-- TASK ITEM --
Among the records below, find the lines with the word "users" and copy them.
(EXERCISE DATA Opens)
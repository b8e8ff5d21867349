use std::collections::HashMap;
use std::fmt::Display;

use http::Method;

use crate::middleware::HandlerId;

/// One registered endpoint, as seen by introspection and reverse lookup.
#[derive(Debug, Clone, PartialEq, Eq)]
pub struct Route {
    pub method: Method,
    pub path: String,
    pub handler: HandlerId,
}

/// Flat table of every registered route, in registration order.
///
/// Re-registering a method and path replaces the entry in place, so its
/// position (and therefore reverse-lookup precedence) is kept.
#[derive(Debug, Default)]
pub(crate) struct RouteRegistry {
    routes: Vec<Route>,
    index: HashMap<(Method, String), usize>,
}

impl RouteRegistry {
    pub(crate) fn insert(&mut self, route: Route) -> Option<Route> {
        let key = (route.method.clone(), route.path.clone());
        match self.index.get(&key) {
            Some(&i) => Some(std::mem::replace(&mut self.routes[i], route)),
            None => {
                self.index.insert(key, self.routes.len());
                self.routes.push(route);
                None
            }
        }
    }

    pub(crate) fn get(&self, method: &Method, path: &str) -> Option<&Route> {
        self.index
            .get(&(method.clone(), path.to_string()))
            .map(|&i| &self.routes[i])
    }

    pub(crate) fn as_slice(&self) -> &[Route] {
        &self.routes
    }

    /// Build a concrete URI for the first route registered with `handler`,
    /// substituting its `:name` segments positionally with `params`.
    ///
    /// Returns an empty string for an unknown handler. Placeholders beyond
    /// the supplied values stay literal; extra values are ignored.
    pub(crate) fn uri<P: Display>(&self, handler: HandlerId, params: &[P]) -> String {
        let Some(route) = self.routes.iter().find(|r| r.handler == handler) else {
            return String::new();
        };

        let mut uri = String::with_capacity(route.path.len());
        let mut rest = route.path.as_str();
        let mut values = params.iter();

        while let Some(pos) = rest.find(':') {
            let Some(value) = values.next() else {
                break;
            };
            uri.push_str(&rest[..pos]);
            let placeholder = &rest[pos..];
            let end = placeholder.find('/').unwrap_or(placeholder.len());
            uri.push_str(&value.to_string());
            rest = &placeholder[end..];
        }
        uri.push_str(rest);
        uri
    }
}

#[cfg(test)]
mod tests {
    use super::*;
    use crate::middleware::Handler;

    fn route(method: Method, path: &str, handler: HandlerId) -> Route {
        Route {
            method,
            path: path.to_string(),
            handler,
        }
    }

    #[test]
    fn test_reinsert_replaces_in_place() {
        let a = Handler::new(|_| Ok(())).id();
        let b = Handler::new(|_| Ok(())).id();
        let mut reg = RouteRegistry::default();
        reg.insert(route(Method::GET, "/x", a));
        reg.insert(route(Method::GET, "/y", a));
        let old = reg.insert(route(Method::GET, "/x", b)).unwrap();
        assert_eq!(old.handler, a);
        assert_eq!(reg.as_slice().len(), 2);
        assert_eq!(reg.as_slice()[0].handler, b);
        assert_eq!(reg.get(&Method::GET, "/x").unwrap().handler, b);
        assert!(reg.get(&Method::POST, "/x").is_none());
    }

    #[test]
    fn test_uri_substitutes_in_order() {
        let h = Handler::new(|_| Ok(())).id();
        let mut reg = RouteRegistry::default();
        reg.insert(route(Method::GET, "/posts/:id/comments/:cid", h));
        assert_eq!(reg.uri(h, &["7", "3"]), "/posts/7/comments/3");
        assert_eq!(reg.uri(h, &[7, 3]), "/posts/7/comments/3");
    }

    #[test]
    fn test_uri_first_registered_wins() {
        let h = Handler::new(|_| Ok(())).id();
        let mut reg = RouteRegistry::default();
        reg.insert(route(Method::GET, "/users/:id", h));
        reg.insert(route(Method::GET, "/people/:id", h));
        assert_eq!(reg.uri(h, &["1"]), "/users/1");
    }

    #[test]
    fn test_uri_unknown_handler_is_empty() {
        let reg = RouteRegistry::default();
        let h = Handler::new(|_| Ok(())).id();
        assert_eq!(reg.uri::<&str>(h, &[]), "");
    }

    #[test]
    fn test_uri_with_missing_values_keeps_placeholders() {
        let h = Handler::new(|_| Ok(())).id();
        let mut reg = RouteRegistry::default();
        reg.insert(route(Method::GET, "/a/:x/b/:y", h));
        assert_eq!(reg.uri(h, &["1"]), "/a/1/b/:y");
        assert_eq!(reg.uri(h, &["1", "2", "3"]), "/a/1/b/2");
    }
}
(EXERCISE DATA Closes)
-- ANSWER FOR THIS EXERCISE --
        reg.insert(route(Method::GET, "/users/:id", h));
        assert_eq!(reg.uri(h, &["1"]), "/users/1");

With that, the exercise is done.